Asia

US navy reassigns sailors over Philippine reef crash

  • 4 April 2013
  • From the section Asia
This undated handout photo released on 30 March 2013 shows the stern of the USS Guardian before being lifted by a boat crane at Tubbataha reef, in Palawan Island, Philippines
Image caption It took weeks to completely remove the USS Guardian

Four navy officers of a US minesweeper that ran aground on a Philippines protected coral reef have been relieved of their duties, officials say.

Initial findings showed that the men, including the commanding officer, did not follow standard procedure, according to a navy statement.

The US could face a fine of more than $2m (£1.3m) for damaging the Tubbataha Reef, a Unesco World Heritage site.

The USS Guardian struck the reef south-east of Palawan island on 17 January.

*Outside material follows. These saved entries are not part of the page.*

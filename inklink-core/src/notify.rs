//! Position-based notification dispatch.
//!
//! The firmware tags nothing. The first notification of a session is
//! the config record; every later one is expected to be UTF-8 text of
//! the form `mtu=<integer>`. That rule is positional and fragile, so it
//! lives behind this one type and the session only sees typed events.

use crate::config::EpdConfig;
use tracing::warn;

/// A notification decoded into something the session acts on.
#[derive(Debug, Clone, Copy, PartialEq, Eq)]
pub enum NotificationEvent {
    /// The first notification of the session. `None` means the record
    /// was malformed; the config slot is consumed either way.
    Config(Option<EpdConfig>),
    /// A `mtu=<integer>` text notification.
    TransferUnit(usize),
}

/// Routes raw notification payloads by arrival position.
#[derive(Debug, Default)]
pub struct NotificationDispatcher {
    seen: usize,
}

impl NotificationDispatcher {
    pub fn new() -> Self {
        Self::default()
    }

    /// Decodes one payload. Returns `None` for notifications the
    /// session has nothing to do with (non-text, unrecognized text).
    pub fn dispatch(&mut self, payload: &[u8]) -> Option<NotificationEvent> {
        let index = self.seen;
        self.seen += 1;

        if index == 0 {
            // Whatever arrives first occupies the config slot.
            let config = match EpdConfig::parse(payload) {
                Ok(cfg) => Some(cfg),
                Err(e) => {
                    warn!(error = %e, "malformed config notification, resolution left unset");
                    None
                }
            };
            return Some(NotificationEvent::Config(config));
        }

        let text = match std::str::from_utf8(payload) {
            Ok(t) => t,
            Err(_) => {
                warn!(index, "ignoring non-text notification");
                return None;
            }
        };
        match text.strip_prefix("mtu=").map(|v| v.trim().parse::<usize>()) {
            Some(Ok(unit)) => Some(NotificationEvent::TransferUnit(unit)),
            _ => {
                warn!(index, text, "ignoring unrecognized notification");
                None
            }
        }
    }
}
//! btleplug-backed implementation of [`EpdLink`].
//!
//! The vendor firmware exposes one service with one characteristic
//! that carries commands downstream and notifications upstream. A
//! spawned forwarder task moves notification payloads onto an mpsc
//! channel so the session can consume them without callbacks.

use std::time::Duration;

use async_trait::async_trait;
use btleplug::api::{
    Central, Characteristic, Manager as _, Peripheral as _, ScanFilter, WriteType,
};
use btleplug::platform::{Adapter, Manager, Peripheral};
use futures::stream::StreamExt;
use tokio::sync::mpsc;
use tokio::task::JoinHandle;
use tokio::time::sleep;
use tracing::{debug, info, warn};
use uuid::Uuid;

use super::EpdLink;
use crate::error::InkError;

// ── Constants ────────────────────────────────────────────────────

/// Vendor EPD service.
pub const EPD_SERVICE: Uuid = Uuid::from_u128(0x62750001_d828_918d_fb46_b6c11c675aec);

/// Command/notification characteristic inside [`EPD_SERVICE`].
pub const EPD_CHARACTERISTIC: Uuid = Uuid::from_u128(0x62750002_d828_918d_fb46_b6c11c675aec);

/// ATT default MTU (23) minus the 3-byte write header. The safe floor
/// when the device never reports a transfer unit.
pub const DEFAULT_MAX_PAYLOAD: usize = 20;

/// How long `open` keeps scanning for the requested address.
const DISCOVERY_WINDOW: Duration = Duration::from_secs(10);

/// Poll interval while scanning for the requested address.
const DISCOVERY_POLL: Duration = Duration::from_millis(500);

// ── Discovery ────────────────────────────────────────────────────

/// A peripheral seen during a scan.
#[derive(Debug, Clone)]
pub struct DiscoveredDevice {
    pub address: String,
    pub name: Option<String>,
}

async fn pick_adapter(adapter_name: Option<&str>) -> Result<Adapter, InkError> {
    let manager = Manager::new().await?;
    let adapters = manager.adapters().await?;
    match adapter_name {
        None => adapters
            .into_iter()
            .next()
            .ok_or_else(|| InkError::AdapterUnavailable("no adapters present".into())),
        Some(name) => {
            for adapter in adapters {
                let info = adapter.adapter_info().await?;
                if info.contains(name) {
                    return Ok(adapter);
                }
            }
            Err(InkError::AdapterUnavailable(name.to_string()))
        }
    }
}

/// Scans for `duration` and returns every peripheral seen.
pub async fn scan(
    adapter_name: Option<&str>,
    duration: Duration,
) -> Result<Vec<DiscoveredDevice>, InkError> {
    let adapter = pick_adapter(adapter_name).await?;
    adapter.start_scan(ScanFilter::default()).await?;
    sleep(duration).await;

    let mut devices = Vec::new();
    for peripheral in adapter.peripherals().await? {
        let Some(props) = peripheral.properties().await? else {
            continue;
        };
        devices.push(DiscoveredDevice {
            address: props.address.to_string(),
            name: props.local_name,
        });
    }
    adapter.stop_scan().await?;
    Ok(devices)
}

/// The platform id is matched as a substring so CoreBluetooth UUIDs
/// work even though the id renders with wrapper text.
fn address_matches(wanted: &str, address: &str, id: &str) -> bool {
    address.eq_ignore_ascii_case(wanted) || id.to_lowercase().contains(&wanted.to_lowercase())
}

async fn find_peripheral(adapter: &Adapter, address: &str) -> Result<Peripheral, InkError> {
    adapter.start_scan(ScanFilter::default()).await?;
    let deadline = tokio::time::Instant::now() + DISCOVERY_WINDOW;

    let found = 'search: loop {
        for peripheral in adapter.peripherals().await? {
            let id = format!("{:?}", peripheral.id());
            let addr = match peripheral.properties().await? {
                Some(props) => props.address.to_string(),
                None => continue,
            };
            if address_matches(address, &addr, &id) {
                break 'search Some(peripheral);
            }
        }
        if tokio::time::Instant::now() >= deadline {
            break None;
        }
        sleep(DISCOVERY_POLL).await;
    };

    adapter.stop_scan().await?;
    found.ok_or_else(|| InkError::DeviceNotFound(address.to_string()))
}

// ── BleLink ──────────────────────────────────────────────────────

/// A GATT connection to one EPD peripheral.
pub struct BleLink {
    peripheral: Peripheral,
    characteristic: Option<Characteristic>,
    forwarder: Option<JoinHandle<()>>,
    max_payload: usize,
}

impl BleLink {
    /// Scans on the chosen adapter until `address` shows up and wraps
    /// the peripheral. Does not connect yet.
    pub async fn open(address: &str, adapter_name: Option<&str>) -> Result<Self, InkError> {
        let adapter = pick_adapter(adapter_name).await?;
        info!(address, "searching for device");
        let peripheral = find_peripheral(&adapter, address).await?;
        Ok(Self {
            peripheral,
            characteristic: None,
            forwarder: None,
            max_payload: DEFAULT_MAX_PAYLOAD,
        })
    }

    /// Overrides the fallback transfer unit reported by
    /// [`EpdLink::max_payload_size`].
    pub fn with_max_payload(mut self, max_payload: usize) -> Self {
        self.max_payload = max_payload;
        self
    }

    fn characteristic(&self) -> Result<&Characteristic, InkError> {
        self.characteristic
            .as_ref()
            .ok_or(InkError::CharacteristicMissing)
    }
}

#[async_trait]
impl EpdLink for BleLink {
    async fn connect(&mut self) -> Result<(), InkError> {
        self.peripheral.connect().await?;
        self.peripheral.discover_services().await?;
        let characteristic = self
            .peripheral
            .characteristics()
            .into_iter()
            .find(|c| c.uuid == EPD_CHARACTERISTIC)
            .ok_or(InkError::CharacteristicMissing)?;
        debug!(service = %EPD_SERVICE, "located EPD characteristic");
        self.characteristic = Some(characteristic);
        Ok(())
    }

    async fn subscribe(&mut self) -> Result<mpsc::Receiver<Vec<u8>>, InkError> {
        let characteristic = self.characteristic()?.clone();
        self.peripheral.subscribe(&characteristic).await?;
        let mut stream = self.peripheral.notifications().await?;

        let (tx, rx) = mpsc::channel(100);
        let handle = tokio::spawn(async move {
            while let Some(notification) = stream.next().await {
                if notification.uuid != EPD_CHARACTERISTIC {
                    continue;
                }
                if tx.send(notification.value).await.is_err() {
                    // Receiver dropped, stop forwarding.
                    break;
                }
            }
        });
        self.forwarder = Some(handle);
        Ok(rx)
    }

    async fn write_command(&self, frame: &[u8], with_response: bool) -> Result<(), InkError> {
        let write_type = if with_response {
            WriteType::WithResponse
        } else {
            WriteType::WithoutResponse
        };
        self.peripheral
            .write(self.characteristic()?, frame, write_type)
            .await?;
        Ok(())
    }

    async fn unsubscribe(&mut self) -> Result<(), InkError> {
        if let Some(characteristic) = self.characteristic.clone() {
            self.peripheral.unsubscribe(&characteristic).await?;
        }
        if let Some(handle) = self.forwarder.take() {
            handle.abort();
        }
        Ok(())
    }

    async fn disconnect(&mut self) -> Result<(), InkError> {
        if let Some(handle) = self.forwarder.take() {
            handle.abort();
        }
        match self.peripheral.is_connected().await {
            Ok(true) => self.peripheral.disconnect().await.map_err(InkError::from),
            Ok(false) => Ok(()),
            Err(e) => {
                warn!(error = %e, "connection state query failed, attempting disconnect anyway");
                self.peripheral.disconnect().await.map_err(InkError::from)
            }
        }
    }

    fn max_payload_size(&self) -> usize {
        self.max_payload
    }
}

#[cfg(test)]
mod tests {
    use super::*;

    #[test]
    fn uuids_share_the_vendor_base() {
        let service = EPD_SERVICE.as_u128();
        let characteristic = EPD_CHARACTERISTIC.as_u128();
        // Only the short-id portion differs.
        let mask = !(0xFFFFu128 << 96);
        assert_eq!(service & mask, characteristic & mask);
        assert_eq!((service >> 96) & 0xFFFF, 0x0001);
        assert_eq!((characteristic >> 96) & 0xFFFF, 0x0002);
    }

    #[test]
    fn address_matching_ignores_case() {
        assert!(address_matches(
            "c4:5d:83:aa:bb:cc",
            "C4:5D:83:AA:BB:CC",
            "some-id"
        ));
        assert!(address_matches(
            "ABCD-1234",
            "00:00:00:00:00:00",
            "PeripheralId(abcd-1234)"
        ));
        assert!(!address_matches("c4:5d:83:aa:bb:cc", "C4:5D:83:AA:BB:CD", "x"));
    }
}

The four officers have been reassigned while investigations continue, according to reports.

The USS Guardian was dismantled to minimise damage to the reef and the US has apologised for the accident.

An initial investigation suggested that an area of around 4,000sqm at the Tubbataha National Marine Park was affected.

The removal of sections of the ship, which measured 68m (223ft), ended on Saturday. Experts are still assessing damage to the reef.

According to Unesco, the area the ship came aground on is a "unique example of an atoll reef with a very high density of marine species". Part of it serves as a nesting site for birds and marine turtles.